We noted last week that Whole Woman's Health in Minneapolis may soon offer RU486 abortions remotely via telemedicine. These "webcam abortions" are already offered at the Planned Parenthood facility in Rochester. What will be the consequences?
A recent study of webcam abortions in Iowa, which were introduced in 2008 and administered at 11 different clinics by 2010, provides evidence that the use of telemedicine for abortion does precisely what one would expect: it increases the incidence of RU486 abortions, increases the percentage of overall abortions that use RU486, and increases the incidence of abortion among women in rural areas—which increases the overall incidence of abortion relative to what it would otherwise be.
None of that is good for the unborn children who are killed by this chemical abortion method. It is certainly not consistent with a desire to reduce the number of abortions. But what about the women?

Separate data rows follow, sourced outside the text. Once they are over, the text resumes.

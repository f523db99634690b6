//! PostgreSQL implementation of the event store.

use async_trait::async_trait;
use chrono::{DateTime, Utc};
use sqlx::PgPool;
use uuid::Uuid;

use super::models::{EventRow, TemplateRow, WeightRow};
use super::{EventStore, EventWindowQuery, retention_cutoff};
use crate::domain::{MessageTemplate, NormalizedEvent, WebsiteId, WeightOverride};
use crate::error::GatewayError;

const EVENT_COLUMNS: &str = "id, widget_id, event_type, event_data, user_name, user_email, \
     user_location, message_template, integration_type, moderation_status, quality_score, \
     source, created_at, expires_at";

/// PostgreSQL-backed event store using `sqlx::PgPool`.
#[derive(Debug, Clone)]
pub struct PostgresStore {
    pool: PgPool,
}

impl PostgresStore {
    /// Creates a new store with the given connection pool.
    #[must_use]
    pub fn new(pool: PgPool) -> Self {
        Self { pool }
    }

    /// Applies the bundled schema migrations.
    ///
    /// # Errors
    ///
    /// Returns a [`GatewayError::PersistenceError`] if a migration fails.
    pub async fn migrate(&self) -> Result<(), GatewayError> {
        sqlx::migrate!()
            .run(&self.pool)
            .await
            .map_err(|e| GatewayError::PersistenceError(e.to_string()))
    }
}

#[async_trait]
impl EventStore for PostgresStore {
    async fn insert_event(&self, event: &NormalizedEvent) -> Result<(), GatewayError> {
        let row = EventRow::from(event);
        sqlx::query(
            "INSERT INTO events (id, widget_id, event_type, event_data, user_name, user_email, \
             user_location, message_template, integration_type, moderation_status, \
             quality_score, source, created_at, expires_at) \
             VALUES ($1, $2, $3, $4, $5, $6, $7, $8, $9, $10, $11, $12, $13, $14)",
        )
        .bind(row.id)
        .bind(row.widget_id)
        .bind(row.event_type)
        .bind(row.event_data)
        .bind(row.user_name)
        .bind(row.user_email)
        .bind(row.user_location)
        .bind(row.message_template)
        .bind(row.integration_type)
        .bind(row.moderation_status)
        .bind(row.quality_score)
        .bind(row.source)
        .bind(row.created_at)
        .bind(row.expires_at)
        .execute(&self.pool)
        .await
        .map_err(|e| GatewayError::PersistenceError(e.to_string()))?;

        Ok(())
    }

    async fn query_by_type_and_window(
        &self,
        query: &EventWindowQuery,
    ) -> Result<Vec<NormalizedEvent>, GatewayError> {
        let widget_ids: Vec<Uuid> = query.widget_ids.iter().map(|w| *w.as_uuid()).collect();
        let limit = i64::try_from(query.limit).unwrap_or(i64::MAX);
        let sql = format!(
            "SELECT {EVENT_COLUMNS} FROM events \
             WHERE widget_id = ANY($1) AND event_type = $2 AND created_at >= $3 \
             AND moderation_status = $4 \
             AND (expires_at IS NULL OR expires_at > $5) \
             AND (NOT $6 OR source = 'natural') \
             ORDER BY created_at DESC LIMIT $7"
        );

        let rows = sqlx::query_as::<_, EventRow>(&sql)
            .bind(widget_ids)
            .bind(query.event_type.as_str())
            .bind(query.since)
            .bind(query.moderation_status.as_str())
            .bind(query.as_of)
            .bind(query.natural_only)
            .bind(limit)
            .fetch_all(&self.pool)
            .await
            .map_err(|e| GatewayError::PersistenceError(e.to_string()))?;

        Ok(rows.into_iter().map(NormalizedEvent::from).collect())
    }

    async fn query_weights(
        &self,
        website_id: WebsiteId,
    ) -> Result<Vec<WeightOverride>, GatewayError> {
        let rows = sqlx::query_as::<_, WeightRow>(
            "SELECT website_id, event_type, weight, max_per_queue, ttl_days \
             FROM notification_weights WHERE website_id = $1 ORDER BY updated_at ASC",
        )
        .bind(*website_id.as_uuid())
        .fetch_all(&self.pool)
        .await
        .map_err(|e| GatewayError::PersistenceError(e.to_string()))?;

        Ok(rows.into_iter().map(WeightOverride::from).collect())
    }

    async fn upsert_weight(&self, row: &WeightOverride) -> Result<(), GatewayError> {
        let row = WeightRow::from(row);
        sqlx::query(
            "INSERT INTO notification_weights (website_id, event_type, weight, max_per_queue, ttl_days) \
             VALUES ($1, $2, $3, $4, $5) \
             ON CONFLICT (website_id, event_type) DO UPDATE SET \
             weight = EXCLUDED.weight, max_per_queue = EXCLUDED.max_per_queue, \
             ttl_days = EXCLUDED.ttl_days, updated_at = NOW()",
        )
        .bind(row.website_id)
        .bind(row.event_type)
        .bind(row.weight)
        .bind(row.max_per_queue)
        .bind(row.ttl_days)
        .execute(&self.pool)
        .await
        .map_err(|e| GatewayError::PersistenceError(e.to_string()))?;

        Ok(())
    }

    async fn query_templates(&self) -> Result<Vec<MessageTemplate>, GatewayError> {
        let rows = sqlx::query_as::<_, TemplateRow>(
            "SELECT id, event_type, integration_type, template, priority, is_active \
             FROM message_templates",
        )
        .fetch_all(&self.pool)
        .await
        .map_err(|e| GatewayError::PersistenceError(e.to_string()))?;

        Ok(rows.into_iter().map(MessageTemplate::from).collect())
    }

    async fn purge_expired(&self, now: DateTime<Utc>) -> Result<u64, GatewayError> {
        let longest: Option<i32> =
            sqlx::query_scalar("SELECT MAX(ttl_days) FROM notification_weights")
                .fetch_one(&self.pool)
                .await
                .map_err(|e| GatewayError::PersistenceError(e.to_string()))?;
        let longest = longest.and_then(|d| u32::try_from(d).ok());

        let result =
            sqlx::query("DELETE FROM events WHERE expires_at <= $1 OR created_at < $2")
                .bind(now)
                .bind(retention_cutoff(now, longest))
                .execute(&self.pool)
                .await
                .map_err(|e| GatewayError::PersistenceError(e.to_string()))?;

        Ok(result.rows_affected())
    }

    fn backend(&self) -> &'static str {
        "postgres"
    }
}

Dr. Jacqueline Harvey of ReproductiveResearchAudit.com notes that the study's authors (who strongly favor abortion) neglect the health consequences of webcam abortions for women. The researchers "fail to note medical [RU486] abortions have greater rates of complications than surgical abortions," she explains. "The researchers only examine geography and service delivery, not safety or complication."
In her own analysis, then, Harvey uses "the number of abortions by type provided in the ... study" together with "the percentage of women facing complications from each abortion method (also provided by [the study's lead author in his other work])" to conclude that "the increased prevalence of medical abortion will likely yield an 11% increase in the number of women suffering from complications."
An estimated 11 percent increase in the number of women suffering from abortion complications. Based on data provided by abortion advocates, including one who worked for Planned Parenthood in Iowa at the time of the study.
And that is not to mention concerns about the webcam method itself, such as the absence of doctors nearby to treat complications. "The incidence of requiring follow-up care face-to-face with a physician is greater with medical abortions than with surgical abortions—in spite of the fact that telemedicine is justified as expanding access to abortion in rural areas that lack qualified doctors," writes Harvey. "Telemedicine therefore increases the incidence of women electing for the abortion method with a greater incidence of risk, confounded with reduced access to medical professionals when these risks become reality."
It was for the health and safety of pregnant women that the Minnesota Legislature passed a ban on webcam abortions in 2012—requiring simply that a doctor be physically present when administering RU486—but the measure was vetoed by Gov. Mark Dayton. And now this dangerous and abortion-expanding practice is beginning to grow.